- [Instructions to follow]
Your response should be every line from the entries that includes the string "when".

-------- Working data --------

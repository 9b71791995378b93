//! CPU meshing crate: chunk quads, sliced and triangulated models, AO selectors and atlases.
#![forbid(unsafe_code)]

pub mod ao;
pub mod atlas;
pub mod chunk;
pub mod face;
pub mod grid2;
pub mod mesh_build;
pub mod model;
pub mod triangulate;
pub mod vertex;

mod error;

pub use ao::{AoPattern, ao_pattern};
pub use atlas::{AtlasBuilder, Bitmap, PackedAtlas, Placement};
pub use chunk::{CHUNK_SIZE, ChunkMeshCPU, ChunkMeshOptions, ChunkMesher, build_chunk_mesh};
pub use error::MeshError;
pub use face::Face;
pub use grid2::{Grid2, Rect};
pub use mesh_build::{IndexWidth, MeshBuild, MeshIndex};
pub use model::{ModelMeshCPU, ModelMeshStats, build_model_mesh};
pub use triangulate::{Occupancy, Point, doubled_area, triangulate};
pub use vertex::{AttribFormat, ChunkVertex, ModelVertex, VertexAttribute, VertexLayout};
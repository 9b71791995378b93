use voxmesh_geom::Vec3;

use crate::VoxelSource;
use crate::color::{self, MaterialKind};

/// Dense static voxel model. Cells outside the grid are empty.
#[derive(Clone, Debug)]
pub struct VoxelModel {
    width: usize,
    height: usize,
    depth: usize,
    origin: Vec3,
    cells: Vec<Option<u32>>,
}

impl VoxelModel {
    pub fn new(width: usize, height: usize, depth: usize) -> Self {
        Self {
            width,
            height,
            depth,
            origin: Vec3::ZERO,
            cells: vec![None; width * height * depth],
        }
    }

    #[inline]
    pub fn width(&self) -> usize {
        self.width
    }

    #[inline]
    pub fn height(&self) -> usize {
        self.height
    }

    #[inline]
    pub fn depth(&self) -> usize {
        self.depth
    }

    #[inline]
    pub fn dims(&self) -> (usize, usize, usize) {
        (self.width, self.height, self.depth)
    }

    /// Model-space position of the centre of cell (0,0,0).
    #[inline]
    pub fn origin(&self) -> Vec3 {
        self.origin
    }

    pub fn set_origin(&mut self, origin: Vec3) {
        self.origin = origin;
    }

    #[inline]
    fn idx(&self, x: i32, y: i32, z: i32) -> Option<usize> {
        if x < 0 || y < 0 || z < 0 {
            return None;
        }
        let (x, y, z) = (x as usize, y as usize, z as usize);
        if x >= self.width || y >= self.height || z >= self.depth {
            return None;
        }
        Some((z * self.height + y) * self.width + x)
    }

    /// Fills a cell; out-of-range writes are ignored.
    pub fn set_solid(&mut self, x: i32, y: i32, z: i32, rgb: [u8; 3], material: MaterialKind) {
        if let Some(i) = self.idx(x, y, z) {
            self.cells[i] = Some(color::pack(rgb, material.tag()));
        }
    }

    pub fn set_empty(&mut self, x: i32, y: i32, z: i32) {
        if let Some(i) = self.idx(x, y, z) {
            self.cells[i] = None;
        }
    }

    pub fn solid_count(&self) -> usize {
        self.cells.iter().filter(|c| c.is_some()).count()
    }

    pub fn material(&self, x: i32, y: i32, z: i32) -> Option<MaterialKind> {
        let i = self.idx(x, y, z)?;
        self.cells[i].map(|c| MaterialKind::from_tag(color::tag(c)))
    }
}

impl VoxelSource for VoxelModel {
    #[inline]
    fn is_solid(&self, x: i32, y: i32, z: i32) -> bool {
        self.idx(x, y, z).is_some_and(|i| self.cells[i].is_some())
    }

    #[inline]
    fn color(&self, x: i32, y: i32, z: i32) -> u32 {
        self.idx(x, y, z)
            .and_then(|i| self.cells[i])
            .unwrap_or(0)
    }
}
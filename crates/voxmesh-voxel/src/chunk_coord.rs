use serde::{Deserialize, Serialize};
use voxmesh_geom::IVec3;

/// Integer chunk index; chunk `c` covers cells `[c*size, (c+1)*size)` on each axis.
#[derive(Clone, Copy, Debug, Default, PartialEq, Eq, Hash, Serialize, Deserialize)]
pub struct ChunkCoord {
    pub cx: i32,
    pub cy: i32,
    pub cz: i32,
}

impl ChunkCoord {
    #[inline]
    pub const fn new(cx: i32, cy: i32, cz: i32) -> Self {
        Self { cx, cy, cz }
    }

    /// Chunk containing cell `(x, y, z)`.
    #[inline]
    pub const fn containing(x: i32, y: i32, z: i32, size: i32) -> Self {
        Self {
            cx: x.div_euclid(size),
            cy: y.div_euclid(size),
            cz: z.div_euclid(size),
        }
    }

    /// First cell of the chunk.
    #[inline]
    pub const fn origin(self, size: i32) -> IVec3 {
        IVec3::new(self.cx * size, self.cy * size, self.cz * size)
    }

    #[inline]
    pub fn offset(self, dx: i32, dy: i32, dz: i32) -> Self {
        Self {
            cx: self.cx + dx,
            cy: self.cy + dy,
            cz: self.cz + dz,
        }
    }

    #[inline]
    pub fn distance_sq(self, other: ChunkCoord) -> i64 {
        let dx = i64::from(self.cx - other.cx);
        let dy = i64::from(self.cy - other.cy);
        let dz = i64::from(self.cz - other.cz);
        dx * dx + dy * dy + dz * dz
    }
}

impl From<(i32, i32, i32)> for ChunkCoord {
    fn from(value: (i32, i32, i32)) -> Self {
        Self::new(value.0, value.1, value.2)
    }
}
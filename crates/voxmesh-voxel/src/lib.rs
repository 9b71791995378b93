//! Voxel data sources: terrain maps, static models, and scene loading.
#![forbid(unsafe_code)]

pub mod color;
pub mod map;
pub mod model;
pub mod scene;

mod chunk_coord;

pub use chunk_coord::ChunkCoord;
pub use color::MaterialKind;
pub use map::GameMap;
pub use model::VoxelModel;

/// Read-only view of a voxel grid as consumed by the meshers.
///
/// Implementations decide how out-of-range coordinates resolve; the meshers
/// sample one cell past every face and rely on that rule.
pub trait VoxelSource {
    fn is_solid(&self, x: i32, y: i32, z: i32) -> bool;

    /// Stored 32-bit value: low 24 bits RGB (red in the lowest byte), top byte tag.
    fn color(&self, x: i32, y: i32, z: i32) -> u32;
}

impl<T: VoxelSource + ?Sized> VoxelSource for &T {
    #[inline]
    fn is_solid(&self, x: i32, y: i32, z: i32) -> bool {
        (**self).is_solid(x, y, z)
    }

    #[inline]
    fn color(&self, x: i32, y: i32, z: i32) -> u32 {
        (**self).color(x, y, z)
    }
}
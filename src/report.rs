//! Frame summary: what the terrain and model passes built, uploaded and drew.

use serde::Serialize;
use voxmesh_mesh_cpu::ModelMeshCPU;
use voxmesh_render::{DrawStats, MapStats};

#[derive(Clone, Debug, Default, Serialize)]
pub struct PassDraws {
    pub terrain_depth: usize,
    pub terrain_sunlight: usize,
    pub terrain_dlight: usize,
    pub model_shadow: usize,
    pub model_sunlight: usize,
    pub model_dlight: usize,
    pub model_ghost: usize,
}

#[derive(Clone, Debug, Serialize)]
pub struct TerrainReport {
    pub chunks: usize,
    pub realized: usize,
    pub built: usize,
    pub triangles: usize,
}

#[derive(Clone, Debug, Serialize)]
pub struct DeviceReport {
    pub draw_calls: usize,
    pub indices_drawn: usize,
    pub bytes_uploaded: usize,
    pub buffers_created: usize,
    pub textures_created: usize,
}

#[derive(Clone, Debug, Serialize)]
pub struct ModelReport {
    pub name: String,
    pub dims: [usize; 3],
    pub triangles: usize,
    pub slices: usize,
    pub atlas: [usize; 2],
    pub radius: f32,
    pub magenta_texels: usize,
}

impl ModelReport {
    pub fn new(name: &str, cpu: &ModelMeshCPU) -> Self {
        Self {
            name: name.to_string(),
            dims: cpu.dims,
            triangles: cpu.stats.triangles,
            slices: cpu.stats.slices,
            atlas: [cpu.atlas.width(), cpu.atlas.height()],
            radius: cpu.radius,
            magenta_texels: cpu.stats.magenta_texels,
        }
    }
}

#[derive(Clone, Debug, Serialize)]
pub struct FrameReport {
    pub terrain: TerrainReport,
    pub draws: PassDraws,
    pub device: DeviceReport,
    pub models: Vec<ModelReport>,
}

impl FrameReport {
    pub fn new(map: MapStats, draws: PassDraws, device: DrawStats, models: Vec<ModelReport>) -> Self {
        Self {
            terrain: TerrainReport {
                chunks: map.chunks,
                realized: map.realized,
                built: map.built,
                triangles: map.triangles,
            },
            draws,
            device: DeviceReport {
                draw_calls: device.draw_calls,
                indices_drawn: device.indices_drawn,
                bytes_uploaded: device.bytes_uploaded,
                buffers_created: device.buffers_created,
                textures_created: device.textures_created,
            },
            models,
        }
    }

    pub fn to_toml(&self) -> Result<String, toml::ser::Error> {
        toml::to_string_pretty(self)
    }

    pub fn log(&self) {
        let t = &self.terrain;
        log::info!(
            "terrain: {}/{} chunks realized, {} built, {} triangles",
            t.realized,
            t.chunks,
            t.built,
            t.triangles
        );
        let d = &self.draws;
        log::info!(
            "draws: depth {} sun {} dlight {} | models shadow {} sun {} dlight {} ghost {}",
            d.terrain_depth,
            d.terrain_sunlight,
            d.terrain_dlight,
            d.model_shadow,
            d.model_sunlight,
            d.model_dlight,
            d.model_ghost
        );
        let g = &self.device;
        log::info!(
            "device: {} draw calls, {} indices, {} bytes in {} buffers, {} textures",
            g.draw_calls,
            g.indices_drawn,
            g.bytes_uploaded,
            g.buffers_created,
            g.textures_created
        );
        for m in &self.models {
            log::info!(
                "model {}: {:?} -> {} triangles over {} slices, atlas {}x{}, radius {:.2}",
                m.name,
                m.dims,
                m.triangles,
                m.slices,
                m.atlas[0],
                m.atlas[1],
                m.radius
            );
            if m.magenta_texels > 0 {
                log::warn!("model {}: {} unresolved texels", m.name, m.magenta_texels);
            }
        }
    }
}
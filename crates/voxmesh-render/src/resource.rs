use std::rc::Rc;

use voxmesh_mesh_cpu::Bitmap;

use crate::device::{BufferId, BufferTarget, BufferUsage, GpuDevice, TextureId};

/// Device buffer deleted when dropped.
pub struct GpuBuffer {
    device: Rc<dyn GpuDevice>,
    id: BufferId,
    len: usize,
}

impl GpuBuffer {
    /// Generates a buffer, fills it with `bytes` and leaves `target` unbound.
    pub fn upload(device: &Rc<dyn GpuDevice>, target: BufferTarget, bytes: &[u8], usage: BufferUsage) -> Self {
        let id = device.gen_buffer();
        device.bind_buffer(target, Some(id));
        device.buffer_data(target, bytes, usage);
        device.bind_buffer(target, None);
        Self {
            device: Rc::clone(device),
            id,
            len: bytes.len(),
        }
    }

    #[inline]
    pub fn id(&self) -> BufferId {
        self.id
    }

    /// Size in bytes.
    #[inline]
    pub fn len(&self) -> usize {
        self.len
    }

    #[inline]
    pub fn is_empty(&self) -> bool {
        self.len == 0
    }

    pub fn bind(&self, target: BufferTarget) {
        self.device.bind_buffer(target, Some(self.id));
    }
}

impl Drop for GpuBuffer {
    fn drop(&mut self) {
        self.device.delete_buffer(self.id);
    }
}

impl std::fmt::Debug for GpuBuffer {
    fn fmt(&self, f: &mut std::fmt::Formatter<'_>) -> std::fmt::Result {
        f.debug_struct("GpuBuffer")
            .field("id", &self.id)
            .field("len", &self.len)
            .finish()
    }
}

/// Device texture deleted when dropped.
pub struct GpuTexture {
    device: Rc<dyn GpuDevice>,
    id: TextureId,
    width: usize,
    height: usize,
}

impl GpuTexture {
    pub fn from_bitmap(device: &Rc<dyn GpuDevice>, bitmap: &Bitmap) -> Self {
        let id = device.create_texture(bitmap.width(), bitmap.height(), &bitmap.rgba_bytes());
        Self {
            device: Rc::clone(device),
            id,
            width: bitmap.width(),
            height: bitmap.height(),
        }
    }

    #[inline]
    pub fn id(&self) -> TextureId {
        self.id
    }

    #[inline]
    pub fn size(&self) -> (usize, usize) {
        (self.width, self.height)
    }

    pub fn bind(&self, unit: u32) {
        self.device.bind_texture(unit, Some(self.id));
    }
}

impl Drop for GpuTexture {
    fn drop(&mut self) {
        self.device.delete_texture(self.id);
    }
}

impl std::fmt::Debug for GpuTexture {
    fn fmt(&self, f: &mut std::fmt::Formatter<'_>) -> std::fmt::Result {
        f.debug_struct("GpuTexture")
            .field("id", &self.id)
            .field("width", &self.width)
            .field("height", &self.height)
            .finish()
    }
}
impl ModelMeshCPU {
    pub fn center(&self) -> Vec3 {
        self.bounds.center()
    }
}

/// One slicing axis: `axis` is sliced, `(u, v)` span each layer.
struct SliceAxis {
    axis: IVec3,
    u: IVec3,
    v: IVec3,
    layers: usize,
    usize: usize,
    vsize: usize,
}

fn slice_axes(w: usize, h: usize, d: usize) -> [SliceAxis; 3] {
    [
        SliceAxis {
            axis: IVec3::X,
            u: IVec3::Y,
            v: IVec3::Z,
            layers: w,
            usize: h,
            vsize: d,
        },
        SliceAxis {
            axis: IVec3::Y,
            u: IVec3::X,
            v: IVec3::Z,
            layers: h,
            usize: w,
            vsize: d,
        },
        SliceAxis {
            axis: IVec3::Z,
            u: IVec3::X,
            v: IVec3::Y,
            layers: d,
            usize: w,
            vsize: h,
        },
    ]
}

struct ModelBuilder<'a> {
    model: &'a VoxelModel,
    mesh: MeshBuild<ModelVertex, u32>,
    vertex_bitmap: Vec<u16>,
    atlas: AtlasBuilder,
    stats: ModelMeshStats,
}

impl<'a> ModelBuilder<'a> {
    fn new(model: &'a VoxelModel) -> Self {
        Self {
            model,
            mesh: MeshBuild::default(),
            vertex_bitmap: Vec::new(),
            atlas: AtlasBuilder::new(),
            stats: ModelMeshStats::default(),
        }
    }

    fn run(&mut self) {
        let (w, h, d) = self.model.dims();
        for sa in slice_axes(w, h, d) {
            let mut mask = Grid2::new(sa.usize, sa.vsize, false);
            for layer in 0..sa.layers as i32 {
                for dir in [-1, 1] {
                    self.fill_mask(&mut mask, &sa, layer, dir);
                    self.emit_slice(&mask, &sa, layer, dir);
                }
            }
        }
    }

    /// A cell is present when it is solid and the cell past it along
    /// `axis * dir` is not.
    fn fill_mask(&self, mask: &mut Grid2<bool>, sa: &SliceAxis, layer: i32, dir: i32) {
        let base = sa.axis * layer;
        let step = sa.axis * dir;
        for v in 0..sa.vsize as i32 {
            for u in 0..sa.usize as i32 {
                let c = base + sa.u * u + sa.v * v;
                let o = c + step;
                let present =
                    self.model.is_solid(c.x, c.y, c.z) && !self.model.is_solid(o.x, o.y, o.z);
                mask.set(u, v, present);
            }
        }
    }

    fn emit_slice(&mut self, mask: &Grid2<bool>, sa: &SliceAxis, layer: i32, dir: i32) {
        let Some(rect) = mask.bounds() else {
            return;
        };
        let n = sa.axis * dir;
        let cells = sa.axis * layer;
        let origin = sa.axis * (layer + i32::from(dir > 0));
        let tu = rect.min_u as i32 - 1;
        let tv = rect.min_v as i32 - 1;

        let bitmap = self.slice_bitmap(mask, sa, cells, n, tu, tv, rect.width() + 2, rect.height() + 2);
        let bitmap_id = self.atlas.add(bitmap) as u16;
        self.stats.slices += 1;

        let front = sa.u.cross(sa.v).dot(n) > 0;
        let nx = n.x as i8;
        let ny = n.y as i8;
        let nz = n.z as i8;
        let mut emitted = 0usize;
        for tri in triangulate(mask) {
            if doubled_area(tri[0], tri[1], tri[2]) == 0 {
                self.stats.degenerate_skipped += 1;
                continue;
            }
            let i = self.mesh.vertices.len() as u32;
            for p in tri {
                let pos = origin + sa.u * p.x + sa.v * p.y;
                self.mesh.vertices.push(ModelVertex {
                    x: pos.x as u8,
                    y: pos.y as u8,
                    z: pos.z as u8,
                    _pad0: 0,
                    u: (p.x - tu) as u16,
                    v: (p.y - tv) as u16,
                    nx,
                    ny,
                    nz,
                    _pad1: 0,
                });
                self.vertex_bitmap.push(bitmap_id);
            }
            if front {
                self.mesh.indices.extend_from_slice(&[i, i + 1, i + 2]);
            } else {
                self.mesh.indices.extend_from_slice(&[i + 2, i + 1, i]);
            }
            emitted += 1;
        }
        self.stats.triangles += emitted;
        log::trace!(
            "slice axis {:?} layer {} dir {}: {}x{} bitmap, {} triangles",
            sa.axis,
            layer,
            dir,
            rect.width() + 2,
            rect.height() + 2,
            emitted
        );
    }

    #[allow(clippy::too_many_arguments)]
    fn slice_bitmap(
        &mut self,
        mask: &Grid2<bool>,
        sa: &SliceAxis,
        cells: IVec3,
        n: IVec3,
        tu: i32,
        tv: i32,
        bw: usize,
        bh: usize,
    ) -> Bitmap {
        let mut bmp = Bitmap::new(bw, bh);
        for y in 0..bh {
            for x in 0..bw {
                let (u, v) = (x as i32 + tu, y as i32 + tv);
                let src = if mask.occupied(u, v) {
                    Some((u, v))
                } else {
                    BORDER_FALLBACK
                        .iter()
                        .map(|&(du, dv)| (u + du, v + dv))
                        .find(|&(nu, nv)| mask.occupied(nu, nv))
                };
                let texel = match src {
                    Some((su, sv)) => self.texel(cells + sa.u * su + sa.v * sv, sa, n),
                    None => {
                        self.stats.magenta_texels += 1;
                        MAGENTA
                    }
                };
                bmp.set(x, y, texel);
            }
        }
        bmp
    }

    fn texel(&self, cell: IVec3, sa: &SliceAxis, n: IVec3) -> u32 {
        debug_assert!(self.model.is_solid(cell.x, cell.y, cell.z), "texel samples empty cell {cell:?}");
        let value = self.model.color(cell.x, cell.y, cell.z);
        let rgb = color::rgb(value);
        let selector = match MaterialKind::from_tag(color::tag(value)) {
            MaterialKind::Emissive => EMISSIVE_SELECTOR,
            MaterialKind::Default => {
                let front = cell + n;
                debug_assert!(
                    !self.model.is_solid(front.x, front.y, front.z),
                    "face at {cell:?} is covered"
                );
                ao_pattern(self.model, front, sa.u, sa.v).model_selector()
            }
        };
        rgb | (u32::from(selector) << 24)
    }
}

--------

- [Exercise answer]
/// Device buffer deleted when dropped.
/// Device texture deleted when dropped.
    /// A cell is present when it is solid and the cell past it along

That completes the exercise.